What you are asked to do — Reproduce word for word, from the entries below, the line with "let (ids, counts): (Vec<usize>, Vec<f64>)", the line with "let beta_d: Vec<Vec<f64>> = self", and every line between them, and nothing more.

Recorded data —
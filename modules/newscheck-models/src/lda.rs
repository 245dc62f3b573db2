//! Latent Dirichlet Allocation inference over a fixed, pretrained
//! topic-word distribution.
//!
//! The export carries the variational parameters of the trained model
//! (`alpha` and the topic-word `lambda` matrix). Inference follows the
//! online-LDA E-step: iterate the per-document `gamma` until the mean
//! absolute change falls under `gamma_threshold`. `gamma` starts at ones so
//! the same document always produces the same distribution.

use std::path::Path;

use serde::Deserialize;

use newscheck_common::{NewsCheckError, TopicResult};

const DEFAULT_ITERATIONS: usize = 50;
const DEFAULT_GAMMA_THRESHOLD: f64 = 0.001;
const DEFAULT_MINIMUM_PROBABILITY: f64 = 0.01;
const PHI_EPSILON: f64 = 1e-100;

#[derive(Debug, Deserialize)]
struct LdaExport {
    num_topics: usize,
    num_terms: usize,
    alpha: Vec<f64>,
    /// `num_topics` rows of `num_terms` variational topic-word weights.
    lambda: Vec<Vec<f64>>,
    #[serde(default)]
    iterations: Option<usize>,
    #[serde(default)]
    gamma_threshold: Option<f64>,
    #[serde(default)]
    minimum_probability: Option<f64>,
}

#[derive(Debug, Clone)]
pub struct LdaModel {
    num_topics: usize,
    num_terms: usize,
    alpha: Vec<f64>,
    /// exp(E[log beta]) per topic, `num_topics × num_terms`.
    exp_elog_beta: Vec<Vec<f64>>,
    iterations: usize,
    gamma_threshold: f64,
    minimum_probability: f64,
}

impl LdaModel {
    pub fn load(path: &Path) -> Result<Self, NewsCheckError> {
        let artifact = path.display().to_string();
        let content = std::fs::read_to_string(path)
            .map_err(|e| NewsCheckError::model_unavailable(&artifact, e))?;
        let export: LdaExport = serde_json::from_str(&content)
            .map_err(|e| NewsCheckError::model_unavailable(&artifact, e))?;
        Self::from_export(export).map_err(|reason| NewsCheckError::model_unavailable(artifact, reason))
    }

    /// Build a model from `alpha` and the topic-word `lambda` rows.
    pub fn from_parameters(alpha: Vec<f64>, lambda: Vec<Vec<f64>>) -> Result<Self, NewsCheckError> {
        let export = LdaExport {
            num_topics: lambda.len(),
            num_terms: lambda.first().map(Vec::len).unwrap_or(0),
            alpha,
            lambda,
            iterations: None,
            gamma_threshold: None,
            minimum_probability: None,
        };
        Self::from_export(export).map_err(|reason| NewsCheckError::model_unavailable("lda", reason))
    }

    fn from_export(export: LdaExport) -> Result<Self, String> {
        if export.num_topics == 0 || export.num_terms == 0 {
            return Err("topic model has no topics or no terms".to_string());
        }
        if export.alpha.len() != export.num_topics {
            return Err(format!(
                "alpha has {} entries, expected {}",
                export.alpha.len(),
                export.num_topics
            ));
        }
        if export.alpha.iter().any(|a| !a.is_finite() || *a <= 0.0) {
            return Err("alpha must be finite and positive".to_string());
        }
        if export.lambda.len() != export.num_topics {
            return Err(format!(
                "lambda has {} rows, expected {}",
                export.lambda.len(),
                export.num_topics
            ));
        }
        for (topic, row) in export.lambda.iter().enumerate() {
            if row.len() != export.num_terms {
                return Err(format!(
                    "lambda row {topic} has {} terms, expected {}",
                    row.len(),
                    export.num_terms
                ));
            }
            if row.iter().any(|w| !w.is_finite() || *w <= 0.0) {
                return Err(format!("lambda row {topic} must be finite and positive"));
            }
        }

        let exp_elog_beta = export
            .lambda
            .iter()
            .map(|row| exp_dirichlet_expectation(row))
            .collect();

        Ok(Self {
            num_topics: export.num_topics,
            num_terms: export.num_terms,
            alpha: export.alpha,
            exp_elog_beta,
            iterations: export.iterations.unwrap_or(DEFAULT_ITERATIONS).max(1),
            gamma_threshold: export.gamma_threshold.unwrap_or(DEFAULT_GAMMA_THRESHOLD),
            minimum_probability: export
                .minimum_probability
                .unwrap_or(DEFAULT_MINIMUM_PROBABILITY)
                .max(1e-8),
        })
    }

    pub fn num_topics(&self) -> usize {
        self.num_topics
    }

    pub fn num_terms(&self) -> usize {
        self.num_terms
    }

    /// Variational `gamma` for one bag-of-words document.
    pub fn inference(&self, bow: &[(u32, u32)]) -> Vec<f64> {
        let k = self.num_topics;
        let (ids, counts): (Vec<usize>, Vec<f64>) = bow
            .iter()
            .filter(|(id, _)| (*id as usize) < self.num_terms)
            .map(|(id, count)| (*id as usize, f64::from(*count)))
            .unzip();

        let beta_d: Vec<Vec<f64>> = self
            .exp_elog_beta
            .iter()
            .map(|row| ids.iter().map(|&id| row[id]).collect())
            .collect();

        let mut gamma = vec![1.0; k];
        let mut exp_elog_theta = exp_dirichlet_expectation(&gamma);
        let mut phinorm = phi_norm(&exp_elog_theta, &beta_d, ids.len());

        for _ in 0..self.iterations {
            let last_gamma = gamma.clone();
            let ratio: Vec<f64> = counts
                .iter()
                .zip(&phinorm)
                .map(|(count, norm)| count / norm)
                .collect();

            for t in 0..k {
                let dot: f64 = beta_d[t].iter().zip(&ratio).map(|(b, r)| b * r).sum();
                gamma[t] = self.alpha[t] + exp_elog_theta[t] * dot;
            }

            exp_elog_theta = exp_dirichlet_expectation(&gamma);
            phinorm = phi_norm(&exp_elog_theta, &beta_d, ids.len());

            let mean_change = gamma
                .iter()
                .zip(&last_gamma)
                .map(|(g, l)| (g - l).abs())
                .sum::<f64>()
                / k as f64;
            if mean_change < self.gamma_threshold {
                break;
            }
        }

        gamma
    }

    /// Normalized topic distribution with topics under `minimum_probability`
    /// removed, in topic-id order.
    pub fn document_topics(&self, bow: &[(u32, u32)]) -> Vec<(usize, f64)> {
        let gamma = self.inference(bow);
        let total: f64 = gamma.iter().sum();
        gamma
            .iter()
            .enumerate()
            .map(|(topic, g)| (topic, g / total))
            .filter(|(_, p)| *p >= self.minimum_probability)
            .collect()
    }

    /// Topic with the highest posterior probability; ties go to the lowest id.
    pub fn dominant_topic(&self, bow: &[(u32, u32)]) -> TopicResult {
        let mut distribution = self.document_topics(bow);
        if distribution.is_empty() {
            // every topic fell under the threshold; compare them unfiltered
            let gamma = self.inference(bow);
            let total: f64 = gamma.iter().sum();
            distribution = gamma.iter().map(|g| g / total).enumerate().collect();
        }

        let mut best = TopicResult {
            topic_id: distribution[0].0,
            probability: distribution[0].1,
        };
        for &(topic_id, probability) in &distribution[1..] {
            if probability > best.probability {
                best = TopicResult {
                    topic_id,
                    probability,
                };
            }
        }
        best
    }
}

fn phi_norm(exp_elog_theta: &[f64], beta_d: &[Vec<f64>], n_words: usize) -> Vec<f64> {
    (0..n_words)
        .map(|j| {
            exp_elog_theta
                .iter()
                .zip(beta_d)
                .map(|(theta, row)| theta * row[j])
                .sum::<f64>()
                + PHI_EPSILON
        })
        .collect()
}

/// exp(E[log X]) for X ~ Dirichlet(params).
fn exp_dirichlet_expectation(params: &[f64]) -> Vec<f64> {
    let psi_total = digamma(params.iter().sum());
    params
        .iter()
        .map(|p| (digamma(*p) - psi_total).exp())
        .collect()
}

/// Digamma via recurrence up to x >= 6 and the asymptotic series.
pub(crate) fn digamma(mut x: f64) -> f64 {
    let mut result = 0.0;
    while x < 6.0 {
        result -= 1.0 / x;
        x += 1.0;
    }
    let f = 1.0 / (x * x);
    result + x.ln()
        - 0.5 / x
        - f * (1.0 / 12.0 - f * (1.0 / 120.0 - f * (1.0 / 252.0 - f * (1.0 / 240.0 - f / 132.0))))
}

Response area —
        let (ids, counts): (Vec<usize>, Vec<f64>) = bow
            .iter()
            .filter(|(id, _)| (*id as usize) < self.num_terms)
            .map(|(id, count)| (*id as usize, f64::from(*count)))
            .unzip();

        let beta_d: Vec<Vec<f64>> = self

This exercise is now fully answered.